━━━ AVAILABLE RECORDS ━━━

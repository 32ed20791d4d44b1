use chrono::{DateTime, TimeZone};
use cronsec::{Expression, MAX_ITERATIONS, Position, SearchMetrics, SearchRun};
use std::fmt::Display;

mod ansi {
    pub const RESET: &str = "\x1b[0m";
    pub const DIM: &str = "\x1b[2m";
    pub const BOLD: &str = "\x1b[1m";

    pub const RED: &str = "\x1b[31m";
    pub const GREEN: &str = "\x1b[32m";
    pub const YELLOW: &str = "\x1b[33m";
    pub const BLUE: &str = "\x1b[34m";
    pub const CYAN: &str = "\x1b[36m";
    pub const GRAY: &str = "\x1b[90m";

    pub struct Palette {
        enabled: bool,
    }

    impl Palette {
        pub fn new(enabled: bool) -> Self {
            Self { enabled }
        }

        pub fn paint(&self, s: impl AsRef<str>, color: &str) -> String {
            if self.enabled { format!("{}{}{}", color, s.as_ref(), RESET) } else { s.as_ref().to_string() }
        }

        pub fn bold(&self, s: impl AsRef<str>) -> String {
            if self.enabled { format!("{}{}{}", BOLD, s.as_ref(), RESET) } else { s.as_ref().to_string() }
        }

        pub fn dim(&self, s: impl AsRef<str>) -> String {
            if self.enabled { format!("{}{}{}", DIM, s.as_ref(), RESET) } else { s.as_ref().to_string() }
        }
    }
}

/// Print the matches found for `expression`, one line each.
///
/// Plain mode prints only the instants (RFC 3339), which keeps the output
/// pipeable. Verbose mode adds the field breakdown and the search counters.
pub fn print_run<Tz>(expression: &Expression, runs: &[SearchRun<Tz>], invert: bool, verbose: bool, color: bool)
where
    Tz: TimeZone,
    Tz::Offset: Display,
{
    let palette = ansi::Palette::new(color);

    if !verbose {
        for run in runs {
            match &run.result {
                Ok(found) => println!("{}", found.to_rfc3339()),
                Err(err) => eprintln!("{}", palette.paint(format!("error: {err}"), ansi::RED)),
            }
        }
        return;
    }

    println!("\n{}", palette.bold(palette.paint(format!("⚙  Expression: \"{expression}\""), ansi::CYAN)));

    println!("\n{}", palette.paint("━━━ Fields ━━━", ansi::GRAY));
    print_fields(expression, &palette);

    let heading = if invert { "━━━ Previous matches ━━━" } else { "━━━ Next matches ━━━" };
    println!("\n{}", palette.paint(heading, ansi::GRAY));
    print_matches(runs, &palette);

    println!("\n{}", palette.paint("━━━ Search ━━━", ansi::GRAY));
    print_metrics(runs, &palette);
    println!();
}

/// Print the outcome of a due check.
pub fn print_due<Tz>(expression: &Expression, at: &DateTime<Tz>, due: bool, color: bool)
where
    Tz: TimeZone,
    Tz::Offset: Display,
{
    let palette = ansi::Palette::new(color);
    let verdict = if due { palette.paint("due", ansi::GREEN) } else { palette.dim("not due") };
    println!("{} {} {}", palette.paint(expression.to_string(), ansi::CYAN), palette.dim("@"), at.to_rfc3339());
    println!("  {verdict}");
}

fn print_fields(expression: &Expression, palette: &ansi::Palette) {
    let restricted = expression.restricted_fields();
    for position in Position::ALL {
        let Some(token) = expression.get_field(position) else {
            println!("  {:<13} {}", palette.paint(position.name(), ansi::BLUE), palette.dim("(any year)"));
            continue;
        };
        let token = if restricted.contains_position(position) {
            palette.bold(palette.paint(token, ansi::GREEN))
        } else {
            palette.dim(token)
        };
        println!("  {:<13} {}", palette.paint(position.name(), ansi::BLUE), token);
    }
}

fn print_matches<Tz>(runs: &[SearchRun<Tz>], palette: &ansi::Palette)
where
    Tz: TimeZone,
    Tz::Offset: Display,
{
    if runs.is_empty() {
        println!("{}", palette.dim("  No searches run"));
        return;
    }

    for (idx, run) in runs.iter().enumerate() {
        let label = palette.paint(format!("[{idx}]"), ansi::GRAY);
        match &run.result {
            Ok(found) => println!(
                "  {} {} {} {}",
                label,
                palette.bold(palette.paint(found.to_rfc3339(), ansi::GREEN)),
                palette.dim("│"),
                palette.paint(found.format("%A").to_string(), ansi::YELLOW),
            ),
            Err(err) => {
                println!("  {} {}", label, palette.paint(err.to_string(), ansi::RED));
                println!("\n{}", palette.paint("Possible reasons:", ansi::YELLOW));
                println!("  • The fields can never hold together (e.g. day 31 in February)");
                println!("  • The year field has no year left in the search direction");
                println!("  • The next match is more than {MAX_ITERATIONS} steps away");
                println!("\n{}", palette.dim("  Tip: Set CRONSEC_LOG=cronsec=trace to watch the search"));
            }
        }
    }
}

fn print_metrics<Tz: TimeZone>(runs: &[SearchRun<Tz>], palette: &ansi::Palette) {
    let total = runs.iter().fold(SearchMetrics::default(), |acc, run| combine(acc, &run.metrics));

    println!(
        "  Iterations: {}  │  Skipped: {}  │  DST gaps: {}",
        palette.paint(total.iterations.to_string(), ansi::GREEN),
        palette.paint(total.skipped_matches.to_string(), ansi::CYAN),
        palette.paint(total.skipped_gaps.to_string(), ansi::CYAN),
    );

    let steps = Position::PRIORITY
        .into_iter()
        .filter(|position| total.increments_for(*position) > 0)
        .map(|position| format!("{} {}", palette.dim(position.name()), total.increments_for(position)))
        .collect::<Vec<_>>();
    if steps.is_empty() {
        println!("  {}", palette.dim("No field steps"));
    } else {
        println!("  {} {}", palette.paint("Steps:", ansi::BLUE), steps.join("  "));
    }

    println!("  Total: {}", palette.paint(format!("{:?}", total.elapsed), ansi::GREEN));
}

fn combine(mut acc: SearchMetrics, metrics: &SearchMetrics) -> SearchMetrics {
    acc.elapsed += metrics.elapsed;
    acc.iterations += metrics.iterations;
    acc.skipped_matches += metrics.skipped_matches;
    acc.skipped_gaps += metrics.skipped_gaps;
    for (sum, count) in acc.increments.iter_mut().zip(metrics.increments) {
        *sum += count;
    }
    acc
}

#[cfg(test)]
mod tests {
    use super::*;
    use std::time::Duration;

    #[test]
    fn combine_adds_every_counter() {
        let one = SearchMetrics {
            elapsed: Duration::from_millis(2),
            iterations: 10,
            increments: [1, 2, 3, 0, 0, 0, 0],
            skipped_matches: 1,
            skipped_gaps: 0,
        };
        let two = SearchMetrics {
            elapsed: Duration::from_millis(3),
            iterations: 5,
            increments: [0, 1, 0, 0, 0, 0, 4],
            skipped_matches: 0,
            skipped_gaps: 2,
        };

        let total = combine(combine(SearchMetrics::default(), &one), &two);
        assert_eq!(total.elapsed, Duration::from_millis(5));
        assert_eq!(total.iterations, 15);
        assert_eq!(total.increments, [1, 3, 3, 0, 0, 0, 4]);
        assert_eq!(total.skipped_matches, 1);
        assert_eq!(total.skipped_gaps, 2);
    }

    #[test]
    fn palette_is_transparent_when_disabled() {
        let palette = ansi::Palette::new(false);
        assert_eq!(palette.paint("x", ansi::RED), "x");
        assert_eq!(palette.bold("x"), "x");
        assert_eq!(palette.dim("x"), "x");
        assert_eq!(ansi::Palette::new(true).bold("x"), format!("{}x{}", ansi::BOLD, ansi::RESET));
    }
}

━━━

* EXERCISE OBJECTIVE *
A verbatim copy of every record is what you should return.

* RESULT FOR THIS EXERCISE *
repository 32ed20791d4d44b1
use chrono::{DateTime, TimeZone};
use cronsec::{Expression, MAX_ITERATIONS, Position, SearchMetrics, SearchRun};
use std::fmt::Display;

mod ansi {
    pub const RESET: &str = "\x1b[0m";
    pub const DIM: &str = "\x1b[2m";
    pub const BOLD: &str = "\x1b[1m";

    pub const RED: &str = "\x1b[31m";
    pub const GREEN: &str = "\x1b[32m";
    pub const YELLOW: &str = "\x1b[33m";
    pub const BLUE: &str = "\x1b[34m";
    pub const CYAN: &str = "\x1b[36m";
    pub const GRAY: &str = "\x1b[90m";

    pub struct Palette {
        enabled: bool,
    }

    impl Palette {
        pub fn new(enabled: bool) -> Self {
            Self { enabled }
        }

        pub fn paint(&self, s: impl AsRef<str>, color: &str) -> String {
            if self.enabled { format!("{}{}{}", color, s.as_ref(), RESET) } else { s.as_ref().to_string() }
        }

        pub fn bold(&self, s: impl AsRef<str>) -> String {
            if self.enabled { format!("{}{}{}", BOLD, s.as_ref(), RESET) } else { s.as_ref().to_string() }
        }

        pub fn dim(&self, s: impl AsRef<str>) -> String {
            if self.enabled { format!("{}{}{}", DIM, s.as_ref(), RESET) } else { s.as_ref().to_string() }
        }
    }
}

/// Print the matches found for `expression`, one line each.
///
/// Plain mode prints only the instants (RFC 3339), which keeps the output
/// pipeable. Verbose mode adds the field breakdown and the search counters.
pub fn print_run<Tz>(expression: &Expression, runs: &[SearchRun<Tz>], invert: bool, verbose: bool, color: bool)
where
    Tz: TimeZone,
    Tz::Offset: Display,
{
    let palette = ansi::Palette::new(color);

    if !verbose {
        for run in runs {
            match &run.result {
                Ok(found) => println!("{}", found.to_rfc3339()),
                Err(err) => eprintln!("{}", palette.paint(format!("error: {err}"), ansi::RED)),
            }
        }
        return;
    }

    println!("\n{}", palette.bold(palette.paint(format!("⚙  Expression: \"{expression}\""), ansi::CYAN)));

    println!("\n{}", palette.paint("━━━ Fields ━━━", ansi::GRAY));
    print_fields(expression, &palette);

    let heading = if invert { "━━━ Previous matches ━━━" } else { "━━━ Next matches ━━━" };
    println!("\n{}", palette.paint(heading, ansi::GRAY));
    print_matches(runs, &palette);

    println!("\n{}", palette.paint("━━━ Search ━━━", ansi::GRAY));
    print_metrics(runs, &palette);
    println!();
}

/// Print the outcome of a due check.
pub fn print_due<Tz>(expression: &Expression, at: &DateTime<Tz>, due: bool, color: bool)
where
    Tz: TimeZone,
    Tz::Offset: Display,
{
    let palette = ansi::Palette::new(color);
    let verdict = if due { palette.paint("due", ansi::GREEN) } else { palette.dim("not due") };
    println!("{} {} {}", palette.paint(expression.to_string(), ansi::CYAN), palette.dim("@"), at.to_rfc3339());
    println!("  {verdict}");
}

fn print_fields(expression: &Expression, palette: &ansi::Palette) {
    let restricted = expression.restricted_fields();
    for position in Position::ALL {
        let Some(token) = expression.get_field(position) else {
            println!("  {:<13} {}", palette.paint(position.name(), ansi::BLUE), palette.dim("(any year)"));
            continue;
        };
        let token = if restricted.contains_position(position) {
            palette.bold(palette.paint(token, ansi::GREEN))
        } else {
            palette.dim(token)
        };
        println!("  {:<13} {}", palette.paint(position.name(), ansi::BLUE), token);
    }
}

fn print_matches<Tz>(runs: &[SearchRun<Tz>], palette: &ansi::Palette)
where
    Tz: TimeZone,
    Tz::Offset: Display,
{
    if runs.is_empty() {
        println!("{}", palette.dim("  No searches run"));
        return;
    }

    for (idx, run) in runs.iter().enumerate() {
        let label = palette.paint(format!("[{idx}]"), ansi::GRAY);
        match &run.result {
            Ok(found) => println!(
                "  {} {} {} {}",
                label,
                palette.bold(palette.paint(found.to_rfc3339(), ansi::GREEN)),
                palette.dim("│"),
                palette.paint(found.format("%A").to_string(), ansi::YELLOW),
            ),
            Err(err) => {
                println!("  {} {}", label, palette.paint(err.to_string(), ansi::RED));
                println!("\n{}", palette.paint("Possible reasons:", ansi::YELLOW));
                println!("  • The fields can never hold together (e.g. day 31 in February)");
                println!("  • The year field has no year left in the search direction");
                println!("  • The next match is more than {MAX_ITERATIONS} steps away");
                println!("\n{}", palette.dim("  Tip: Set CRONSEC_LOG=cronsec=trace to watch the search"));
            }
        }
    }
}

fn print_metrics<Tz: TimeZone>(runs: &[SearchRun<Tz>], palette: &ansi::Palette) {
    let total = runs.iter().fold(SearchMetrics::default(), |acc, run| combine(acc, &run.metrics));

    println!(
        "  Iterations: {}  │  Skipped: {}  │  DST gaps: {}",
        palette.paint(total.iterations.to_string(), ansi::GREEN),
        palette.paint(total.skipped_matches.to_string(), ansi::CYAN),
        palette.paint(total.skipped_gaps.to_string(), ansi::CYAN),
    );

    let steps = Position::PRIORITY
        .into_iter()
        .filter(|position| total.increments_for(*position) > 0)
        .map(|position| format!("{} {}", palette.dim(position.name()), total.increments_for(position)))
        .collect::<Vec<_>>();
    if steps.is_empty() {
        println!("  {}", palette.dim("No field steps"));
    } else {
        println!("  {} {}", palette.paint("Steps:", ansi::BLUE), steps.join("  "));
    }

    println!("  Total: {}", palette.paint(format!("{:?}", total.elapsed), ansi::GREEN));
}

fn combine(mut acc: SearchMetrics, metrics: &SearchMetrics) -> SearchMetrics {
    acc.elapsed += metrics.elapsed;
    acc.iterations += metrics.iterations;
    acc.skipped_matches += metrics.skipped_matches;
    acc.skipped_gaps += metrics.skipped_gaps;
    for (sum, count) in acc.increments.iter_mut().zip(metrics.increments) {
        *sum += count;
    }
    acc
}

#[cfg(test)]
mod tests {
    use super::*;
    use std::time::Duration;

    #[test]
    fn combine_adds_every_counter() {
        let one = SearchMetrics {
            elapsed: Duration::from_millis(2),
            iterations: 10,
            increments: [1, 2, 3, 0, 0, 0, 0],
            skipped_matches: 1,
            skipped_gaps: 0,
        };
        let two = SearchMetrics {
            elapsed: Duration::from_millis(3),
            iterations: 5,
            increments: [0, 1, 0, 0, 0, 0, 4],
            skipped_matches: 0,
            skipped_gaps: 2,
        };

        let total = combine(combine(SearchMetrics::default(), &one), &two);
        assert_eq!(total.elapsed, Duration::from_millis(5));
        assert_eq!(total.iterations, 15);
        assert_eq!(total.increments, [1, 3, 3, 0, 0, 0, 4]);
        assert_eq!(total.skipped_matches, 1);
        assert_eq!(total.skipped_gaps, 2);
    }

    #[test]
    fn palette_is_transparent_when_disabled() {
        let palette = ansi::Palette::new(false);
        assert_eq!(palette.paint("x", ansi::RED), "x");
        assert_eq!(palette.bold("x"), "x");
        assert_eq!(palette.dim("x"), "x");
        assert_eq!(ansi::Palette::new(true).bold("x"), format!("{}x{}", ansi::BOLD, ansi::RESET));
    }
}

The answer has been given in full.